3. Results and Discussion

3.1. Data Collection and Processing

This study collected data by machining 50 parts of flanges. During the machining process, the authors collected sounds during the turning process. For each flange part, a sound file with a length of 82.5 s and a machined surface was obtained. Then, using a radial length, the surface was divided into 33 equal segments. Each segment corresponds to a machining area, and each machining area corresponds to an acoustic clip during the machining of the corresponding location. That is, the surface of the workpiece is divided into 33 regions according to the acreage of a square with dimensions of 3.3 mm × 3.3 mm. The soundtrack obtained during machining is divided into 33 segments, each being 2.5 s in length. As a result, 33 image files named

P_{i k}

and 33 corresponding sound files named

S_{i k}

were obtained. Therefore, using the files

S_{i k}

and

P_{i k}

.

where:

i: the index for the ith part of the flange (i =1 ÷ 50)
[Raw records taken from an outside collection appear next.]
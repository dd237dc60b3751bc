//! Rollback state storage
//!
//! Provides the serialized state blob kept in rollback history and sent in
//! snapshots.

mod snapshot;

pub use snapshot::StateBlob;

#[cfg(test)]
mod tests {
    use super::*;

    #[test]
    fn test_state_blob_empty() {
        let blob = StateBlob::default();
        assert!(blob.is_empty());
        assert_eq!(blob.len(), 0);
        assert!(blob.verify());
    }

    #[test]
    fn test_state_blob_checksum_deterministic() {
        let data = vec![1, 2, 3, 4, 5];
        let a = StateBlob::new(data.clone());
        let b = StateBlob::new(data);
        assert_eq!(a.checksum, b.checksum);
        assert_eq!(a, b);
    }

    #[test]
    fn test_state_blob_checksum_different_data() {
        let a = StateBlob::new(vec![1, 2, 3]);
        let b = StateBlob::new(vec![4, 5, 6]);
        assert_ne!(a.checksum, b.checksum);
    }

    #[test]
    fn test_state_blob_detects_corruption() {
        let mut blob = StateBlob::new(vec![9; 64]);
        assert!(blob.verify());
        blob.data[10] ^= 0xFF;
        assert!(!blob.verify());
    }
}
k: the index of the machining area on the flange k (k = 1 ÷ 33)

After 50 flange parts were machined during turning, stability and vibration groups were distinguished using a roughness meter. The surface is classified as a stability group if Ra < 2 μm. When Ra > 2 μm, the machined surface was classified as a chatter (Figure 6). The part used a three-pin spoke chuck and a cutting mode of n = 800 rpm as a constant when machining the thin flange; therefore, the cutting speed varied in different diameter positions. The phenomenon of vibration and stability appears and disappears at various locations. Because of this, the research collects many visual and acoustic data areas corresponding to different vibrational and stable states. Through this approach, the cost of the experiment is reduced, and stable and vibrational acoustic and visual data are obtained across various cutting modes and conditions.
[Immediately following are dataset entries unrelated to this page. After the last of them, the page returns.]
//! Netplay tuning (`[netplay]` TOML tables)
//!
//! Every tunable of the synchronization protocol lives here, grouped into
//! sections. All fields have defaults, so an empty file (or no file) yields
//! the stock configuration.

use std::path::{Path, PathBuf};
use std::time::Duration;

use serde::{Deserialize, Serialize};

use crate::rollback::{DEFAULT_MAX_ROLLBACK_FRAMES, RollbackConfig};

/// Complete netplay configuration.
#[derive(Debug, Clone, PartialEq, Serialize, Deserialize, Default)]
pub struct NetplayConfig {
    /// Rollback window, resend window and hashing
    #[serde(default)]
    pub session: SessionConfig,
    /// Client drift correction
    #[serde(default)]
    pub pacing: PacingConfig,
    /// Stage-ready/stage-sync handshake
    #[serde(default)]
    pub handshake: HandshakeConfig,
    /// Snapshot rate limits
    #[serde(default)]
    pub snapshots: SnapshotConfig,
    /// Host input acceptance window
    #[serde(default)]
    pub inputs: InputWindowConfig,
    /// Room limits and presence rate limits
    #[serde(default)]
    pub room: RoomLimits,
}

/// Core session parameters.
#[derive(Debug, Clone, PartialEq, Serialize, Deserialize)]
pub struct SessionConfig {
    /// Frames of history kept for rollback (default: 30)
    #[serde(default = "default_max_rollback")]
    pub max_rollback_frames: u32,
    /// Frames resent each tick to cover packet loss (default: 8)
    #[serde(default = "default_max_resend")]
    pub max_resend_frames: u32,
    /// Hash every N frames, 0 disables desync detection (default: 15)
    #[serde(default = "default_hash_interval")]
    pub hash_interval: u32,
    /// Simulation rate (default: 60)
    #[serde(default = "default_tick_rate")]
    pub tick_rate_hz: u32,
    /// Accumulator cap in ticks, bounds catch-up after a stall (default: 5)
    #[serde(default = "default_max_frame_delta")]
    pub max_frame_delta: u32,
}

/// One set of rate-correction parameters.
///
/// Two bands exist: steady play and the intro countdown, where clients
/// converge faster.
#[derive(Debug, Clone, PartialEq, Serialize, Deserialize)]
pub struct RateBand {
    /// Slowest playback rate
    pub rate_min: f64,
    /// Fastest playback rate
    pub rate_max: f64,
    /// Rate change per frame of drift
    pub drift_gain: f64,
    /// Drift above which at least one tick runs
    pub force_tick: f64,
    /// Drift above which extra ticks are added
    pub extra_ticks: f64,
    /// Ticks added past `extra_ticks`
    pub extra_tick_boost: u32,
    /// Tick cap once extra ticks kick in
    pub max_ticks: u32,
}

impl RateBand {
    pub fn steady() -> Self {
        Self {
            rate_min: 0.9,
            rate_max: 1.1,
            drift_gain: 0.05,
            force_tick: 3.0,
            extra_ticks: 6.0,
            extra_tick_boost: 1,
            max_ticks: 3,
        }
    }

    pub fn intro() -> Self {
        Self {
            rate_min: 0.85,
            rate_max: 1.35,
            drift_gain: 0.1,
            force_tick: 1.0,
            extra_ticks: 2.0,
            extra_tick_boost: 2,
            max_ticks: 6,
        }
    }
}

/// Client drift-correction parameters.
#[derive(Debug, Clone, PartialEq, Serialize, Deserialize)]
pub struct PacingConfig {
    /// Base frames a client runs ahead of the estimated host frame (default: 2)
    #[serde(default = "default_client_lead")]
    pub client_lead_frames: u32,
    /// Cap on RTT-derived extra lead (default: 12)
    #[serde(default = "default_client_max_extra_lead")]
    pub client_max_extra_lead: u32,
    /// Frames ahead of target before a client stops ticking (default: 2)
    #[serde(default = "default_client_ahead_slack")]
    pub client_ahead_slack: u32,
    #[serde(default = "RateBand::steady")]
    pub steady: RateBand,
    #[serde(default = "RateBand::intro")]
    pub intro: RateBand,
    /// Drift that arms the lag fuse (default: 24)
    #[serde(default = "default_lag_fuse_frames")]
    pub lag_fuse_frames: u32,
    /// Time the fuse must stay armed before a snapshot request (default: 500)
    #[serde(default = "default_lag_fuse_ms")]
    pub lag_fuse_ms: u64,
    /// Host silence before a client asks for a snapshot (default: 3000)
    #[serde(default = "default_host_stall_ms")]
    pub host_stall_ms: u64,
    /// RTT ping interval (default: 1000)
    #[serde(default = "default_ping_interval_ms")]
    pub ping_interval_ms: u64,
}

/// Stage handshake timing.
#[derive(Debug, Clone, PartialEq, Serialize, Deserialize)]
pub struct HandshakeConfig {
    /// Client `stage_ready` resend interval (default: 2000)
    #[serde(default = "default_stage_ready_resend_ms")]
    pub stage_ready_resend_ms: u64,
    /// Host gives up waiting for readiness after this long (default: 12000)
    #[serde(default = "default_stage_ready_timeout_ms")]
    pub stage_ready_timeout_ms: u64,
}

/// Snapshot rate limits.
///
/// A verified mismatch may re-request sooner than suspected lag.
#[derive(Debug, Clone, PartialEq, Serialize, Deserialize)]
pub struct SnapshotConfig {
    /// Client cooldown after a lag request, host cooldown per requesting
    /// client (default: 1000)
    #[serde(default = "default_lag_cooldown_ms")]
    pub lag_cooldown_ms: u64,
    /// Client cooldown after a mismatch request (default: 250)
    #[serde(default = "default_mismatch_cooldown_ms")]
    pub mismatch_cooldown_ms: u64,
    /// Host cooldown between unsolicited snapshots to one client (default: 1500)
    #[serde(default = "default_host_push_cooldown_ms")]
    pub host_push_cooldown_ms: u64,
    /// Ack lag at which the host pushes a snapshot (default: 120)
    #[serde(default = "default_host_push_behind_frames")]
    pub host_push_behind_frames: u32,
}

/// Host-side input acceptance.
#[derive(Debug, Clone, PartialEq, Serialize, Deserialize)]
pub struct InputWindowConfig {
    /// Inputs further ahead of the host frame are ignored (default: 60)
    #[serde(default = "default_max_input_ahead")]
    pub max_ahead: u32,
    /// Inputs further behind are ignored, also capped by the rollback
    /// window (default: 60)
    #[serde(default = "default_max_input_behind")]
    pub max_behind: u32,
    /// Corrections older than this are answered with a snapshot instead of a
    /// rollback (default: 16)
    #[serde(default = "default_host_max_input_rollback")]
    pub host_max_rollback: u32,
}

/// Room and presence limits.
#[derive(Debug, Clone, PartialEq, Serialize, Deserialize)]
pub struct RoomLimits {
    /// Players including the host (default: 8)
    #[serde(default = "default_max_players")]
    pub max_players: usize,
    /// Minimum gap between chat lines per player (default: 800)
    #[serde(default = "default_chat_cooldown_ms")]
    pub chat_cooldown_ms: u64,
    /// Minimum gap between profile updates per player (default: 1500)
    #[serde(default = "default_profile_cooldown_ms")]
    pub profile_cooldown_ms: u64,
    /// Chat line length in characters (default: 200)
    #[serde(default = "default_chat_max_len")]
    pub chat_max_len: usize,
}

fn default_max_rollback() -> u32 {
    DEFAULT_MAX_ROLLBACK_FRAMES
}
fn default_max_resend() -> u32 {
    8
}
fn default_hash_interval() -> u32 {
    15
}
fn default_tick_rate() -> u32 {
    60
}
fn default_max_frame_delta() -> u32 {
    5
}

fn default_client_lead() -> u32 {
    2
}
fn default_client_max_extra_lead() -> u32 {
    12
}
fn default_client_ahead_slack() -> u32 {
    2
}
fn default_lag_fuse_frames() -> u32 {
    24
}
fn default_lag_fuse_ms() -> u64 {
    500
}
fn default_host_stall_ms() -> u64 {
    3000
}
fn default_ping_interval_ms() -> u64 {
    1000
}

fn default_stage_ready_resend_ms() -> u64 {
    2000
}
fn default_stage_ready_timeout_ms() -> u64 {
    12_000
}

fn default_lag_cooldown_ms() -> u64 {
    1000
}
fn default_mismatch_cooldown_ms() -> u64 {
    250
}
fn default_host_push_cooldown_ms() -> u64 {
    1500
}
fn default_host_push_behind_frames() -> u32 {
    120
}

fn default_max_input_ahead() -> u32 {
    60
}
fn default_max_input_behind() -> u32 {
    60
}
fn default_host_max_input_rollback() -> u32 {
    16
}

fn default_max_players() -> usize {
    usize::from(rollsync_shared::RoomInfo::default().max_players)
}
fn default_chat_cooldown_ms() -> u64 {
    800
}
fn default_profile_cooldown_ms() -> u64 {
    1500
}
fn default_chat_max_len() -> usize {
    rollsync_shared::MAX_CHAT_LEN
}

impl Default for SessionConfig {
    fn default() -> Self {
        Self {
            max_rollback_frames: default_max_rollback(),
            max_resend_frames: default_max_resend(),
            hash_interval: default_hash_interval(),
            tick_rate_hz: default_tick_rate(),
            max_frame_delta: default_max_frame_delta(),
        }
    }
}

impl Default for PacingConfig {
    fn default() -> Self {
        Self {
            client_lead_frames: default_client_lead(),
            client_max_extra_lead: default_client_max_extra_lead(),
            client_ahead_slack: default_client_ahead_slack(),
            steady: RateBand::steady(),
            intro: RateBand::intro(),
            lag_fuse_frames: default_lag_fuse_frames(),
            lag_fuse_ms: default_lag_fuse_ms(),
            host_stall_ms: default_host_stall_ms(),
            ping_interval_ms: default_ping_interval_ms(),
        }
    }
}

impl Default for HandshakeConfig {
    fn default() -> Self {
        Self {
            stage_ready_resend_ms: default_stage_ready_resend_ms(),
            stage_ready_timeout_ms: default_stage_ready_timeout_ms(),
        }
    }
}

impl Default for SnapshotConfig {
    fn default() -> Self {
        Self {
            lag_cooldown_ms: default_lag_cooldown_ms(),
            mismatch_cooldown_ms: default_mismatch_cooldown_ms(),
            host_push_cooldown_ms: default_host_push_cooldown_ms(),
            host_push_behind_frames: default_host_push_behind_frames(),
        }
    }
}

impl Default for InputWindowConfig {
    fn default() -> Self {
        Self {
            max_ahead: default_max_input_ahead(),
            max_behind: default_max_input_behind(),
            host_max_rollback: default_host_max_input_rollback(),
        }
    }
}

impl Default for RoomLimits {
    fn default() -> Self {
        Self {
            max_players: default_max_players(),
            chat_cooldown_ms: default_chat_cooldown_ms(),
            profile_cooldown_ms: default_profile_cooldown_ms(),
            chat_max_len: default_chat_max_len(),
        }
    }
}

impl SessionConfig {
    /// Fixed simulation step in seconds
    pub fn fixed_step(&self) -> f64 {
        1.0 / f64::from(self.tick_rate_hz.max(1))
    }

    pub fn rollback_config(&self) -> RollbackConfig {
        RollbackConfig::with_window(self.max_rollback_frames)
    }
}

fn millis(ms: u64) -> Duration {
    Duration::from_millis(ms)
}

impl PacingConfig {
    pub fn lag_fuse(&self) -> Duration {
        millis(self.lag_fuse_ms)
    }

    pub fn host_stall(&self) -> Duration {
        millis(self.host_stall_ms)
    }

    pub fn ping_interval(&self) -> Duration {
        millis(self.ping_interval_ms)
    }
}

impl HandshakeConfig {
    pub fn resend(&self) -> Duration {
        millis(self.stage_ready_resend_ms)
    }

    pub fn timeout(&self) -> Duration {
        millis(self.stage_ready_timeout_ms)
    }
}

impl SnapshotConfig {
    pub fn lag_cooldown(&self) -> Duration {
        millis(self.lag_cooldown_ms)
    }

    pub fn mismatch_cooldown(&self) -> Duration {
        millis(self.mismatch_cooldown_ms)
    }

    pub fn host_push_cooldown(&self) -> Duration {
        millis(self.host_push_cooldown_ms)
    }
}

impl RoomLimits {
    pub fn chat_cooldown(&self) -> Duration {
        millis(self.chat_cooldown_ms)
    }

    pub fn profile_cooldown(&self) -> Duration {
        millis(self.profile_cooldown_ms)
    }
}

/// Configuration load/validation errors
#[derive(Debug, thiserror::Error)]
pub enum ConfigError {
    #[error("failed to read config {path}: {source}")]
    Io {
        path: PathBuf,
        #[source]
        source: std::io::Error,
    },
    #[error("failed to parse config: {0}")]
    Parse(#[from] toml::de::Error),
    #[error("invalid config: {0}")]
    Invalid(String),
}

impl NetplayConfig {
    /// Parse and validate a TOML document
    pub fn from_toml_str(text: &str) -> Result<Self, ConfigError> {
        let config: Self = toml::from_str(text)?;
        config.validate()?;
        Ok(config)
    }

    /// Load and validate a TOML file
    pub fn load(path: &Path) -> Result<Self, ConfigError> {
        let text = std::fs::read_to_string(path).map_err(|source| ConfigError::Io {
            path: path.to_path_buf(),
            source,
        })?;
        Self::from_toml_str(&text)
    }

    /// Reject values the protocol cannot run with
    pub fn validate(&self) -> Result<(), ConfigError> {
        let invalid = |msg: &str| Err(ConfigError::Invalid(msg.to_string()));

        if self.session.max_rollback_frames == 0 {
            return invalid("session.max_rollback_frames must be at least 1");
        }
        if self.session.max_resend_frames == 0 {
            return invalid("session.max_resend_frames must be at least 1");
        }
        if self.session.tick_rate_hz == 0 {
            return invalid("session.tick_rate_hz must be at least 1");
        }
        if self.session.max_frame_delta == 0 {
            return invalid("session.max_frame_delta must be at least 1");
        }
        for (name, band) in [("steady", &self.pacing.steady), ("intro", &self.pacing.intro)] {
            if !(band.rate_min > 0.0 && band.rate_min <= band.rate_max) {
                return Err(ConfigError::Invalid(format!(
                    "pacing.{name}: rate bounds must satisfy 0 < rate_min <= rate_max"
                )));
            }
            if band.max_ticks == 0 {
                return Err(ConfigError::Invalid(format!(
                    "pacing.{name}.max_ticks must be at least 1"
                )));
            }
        }
        if self.inputs.host_max_rollback > self.session.max_rollback_frames {
            return invalid("inputs.host_max_rollback cannot exceed session.max_rollback_frames");
        }
        if self.snapshots.mismatch_cooldown_ms > self.snapshots.lag_cooldown_ms {
            return invalid(
                "snapshots.mismatch_cooldown_ms cannot exceed snapshots.lag_cooldown_ms",
            );
        }
        if self.room.max_players < 2 {
            return invalid("room.max_players must be at least 2");
        }
        Ok(())
    }
}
After determining the stable and vibrational areas, an electron microscope was used to capture the images of the surface parts of the finished product in the marked areas. The regions are labeled as either chatter or stable (Figure 7). Overall, 1650 image files along with 1650 sound files were obtained after using the roughness meter to partition the stability and vibration data. Moreover, 987 image and sound files were collected in a steady state and 663 image and sound files were in a vibrational state.
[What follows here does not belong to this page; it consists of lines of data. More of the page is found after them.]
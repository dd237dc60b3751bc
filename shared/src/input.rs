//! Quantized per-frame input.
//!
//! Analog sticks are quantized to a symmetric `-127..=127` range before they
//! touch the simulation so that every machine feeds bit-identical values.

use bitcode::{Decode, Encode};
use bytemuck::{Pod, Zeroable};
use serde::{Deserialize, Serialize};

/// Quantized input sample for one player on one frame.
///
/// POD layout so it can be hashed or copied into simulation state directly.
#[repr(C)]
#[derive(
    Debug,
    Clone,
    Copy,
    PartialEq,
    Eq,
    Hash,
    Default,
    Pod,
    Zeroable,
    Encode,
    Decode,
    Serialize,
    Deserialize,
)]
pub struct QuantizedInput {
    /// Button bitmask
    pub buttons: u32,
    /// Stick X in `-127..=127`
    pub x: i8,
    /// Stick Y in `-127..=127`
    pub y: i8,
    #[serde(skip)]
    _pad: [u8; 2],
}

impl QuantizedInput {
    /// Neutral stick, no buttons held.
    pub const NEUTRAL: Self = Self {
        buttons: 0,
        x: 0,
        y: 0,
        _pad: [0; 2],
    };

    pub const fn new(x: i8, y: i8, buttons: u32) -> Self {
        Self {
            buttons,
            x,
            y,
            _pad: [0; 2],
        }
    }

    /// Quantize a floating-point stick sample.
    pub fn from_stick(x: f32, y: f32, buttons: u32) -> Self {
        Self::new(quantize_axis(x), quantize_axis(y), buttons)
    }

    /// Clamp axes into the symmetric range and zero the padding.
    ///
    /// `-128` is representable in an `i8` but never produced locally, so
    /// remote samples carrying it are pulled back to `-127`.
    pub fn normalized(self) -> Self {
        Self::new(self.x.max(-127), self.y.max(-127), self.buttons)
    }

    /// Whether the given button bit is held.
    pub fn pressed(&self, bit: u32) -> bool {
        bit < 32 && self.buttons & (1 << bit) != 0
    }
}

/// Quantize one stick axis from `-1.0..=1.0` to `-127..=127`.
///
/// Non-finite input maps to zero.
pub fn quantize_axis(value: f32) -> i8 {
    if !value.is_finite() {
        return 0;
    }
    (value.clamp(-1.0, 1.0) * 127.0).round() as i8
}

/// Inverse of [`quantize_axis`].
pub fn dequantize_axis(value: i8) -> f32 {
    f32::from(value.max(-127)) / 127.0
}

#[cfg(test)]
mod tests {
    use super::*;

    #[test]
    fn quantize_clamps_and_rounds() {
        assert_eq!(quantize_axis(0.0), 0);
        assert_eq!(quantize_axis(1.0), 127);
        assert_eq!(quantize_axis(-1.0), -127);
        assert_eq!(quantize_axis(4.2), 127);
        assert_eq!(quantize_axis(-9.0), -127);
        assert_eq!(quantize_axis(0.5), 64);
        assert_eq!(quantize_axis(f32::NAN), 0);
    }

    #[test]
    fn dequantize_is_symmetric() {
        assert_eq!(dequantize_axis(127), 1.0);
        assert_eq!(dequantize_axis(-127), -1.0);
        assert_eq!(dequantize_axis(-128), -1.0);
    }

    #[test]
    fn normalized_pulls_in_minus_128() {
        let input = QuantizedInput::new(-128, 5, 3).normalized();
        assert_eq!(input, QuantizedInput::new(-127, 5, 3));
    }

    #[test]
    fn pod_layout_is_eight_bytes() {
        let input = QuantizedInput::new(1, -1, 0xAABB);
        assert_eq!(bytemuck::bytes_of(&input).len(), 8);
    }

    #[test]
    fn pressed_checks_bits() {
        let input = QuantizedInput::new(0, 0, 0b101);
        assert!(input.pressed(0));
        assert!(!input.pressed(1));
        assert!(input.pressed(2));
        assert!(!input.pressed(40));
    }
}
//! Core types for rollback sessions

use rollsync_shared::Frame;

use crate::simulation::SimulationError;

/// Errors returned by [`RollbackSession`](super::RollbackSession)
#[derive(Debug, thiserror::Error)]
pub enum RollbackError {
    /// The requested frame is no longer (or was never) in the history window
    #[error("frame {frame} is outside the rollback window (oldest retained: {oldest:?})")]
    FramePruned { frame: Frame, oldest: Option<Frame> },
    /// The simulation adapter failed to save or load state
    #[error(transparent)]
    Simulation(#[from] SimulationError),
}

/// Counters for rollback activity, for diagnostics overlays.
#[derive(Debug, Clone, Copy, Default, PartialEq, Eq)]
pub struct RollbackStats {
    /// Successful `rollback_to` calls
    pub rollbacks: u64,
    /// `rollback_to` calls rejected because the frame was pruned
    pub failed_rollbacks: u64,
    /// Frames advanced with visuals enabled
    pub frames_advanced: u64,
    /// Frames advanced during suppressed resimulation passes
    pub frames_resimulated: u64,
}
The results of the audio waves were collected using a recording device and recording software. Audio files were cut into audio segments of the same length of time. Then, the audio files were converted to a frequency domain using the Fourier transform. As a result, the transformed image files of the audio segments were obtained. At that time, the study used the convolutional neural network algorithm to classify images. To help neural networks process data more easily, preprocessing techniques including audio sample data were used to separate this complex audio wave into parts, separating the low tones, the upper tones, and the higher tones. Then, the total energy in the frequency bands (from low to high) was calculated and reconnected to create a fingerprint—a unique identification for each audio segment. The technique is possible because of the Fourier transform, which was used to break down complex audio waves into single audio waves. After this, the total energy of each monophonic audio was calculated. The result is a table of numbers representing the energy levels of each frequency range. After the fast Fourier transformation of 1650 sound files, a set of 1650 image files was obtained (Figure 8).

To create a visual data set that captures both the surface characteristics of the workpiece during turning and the acoustic characteristics of the turning, the image processing technology was used to combine two surface images of the part and sound spectrograms. The study has created 1650 image files that are typical of the chatter turning process (Figure 9) and stable turning process (Figure 10). The distribution of different types of data in the data set is shown in Table 4.

3.2. The Results of Applying CNN Models to Detect Chatter Using Surface Images of Parts during Turning

This section presents the results obtained from the recommended method and other models. The accuracy of the models is compared based on the criteria shown in Figure 11. The results show that the DenseNet model has the best results, with 98.8%. Next is InceptionNet, with an accuracy of 98.29%. The ResNet model achieved a result below 87.55% and the VGG16 model achieved 59.84%.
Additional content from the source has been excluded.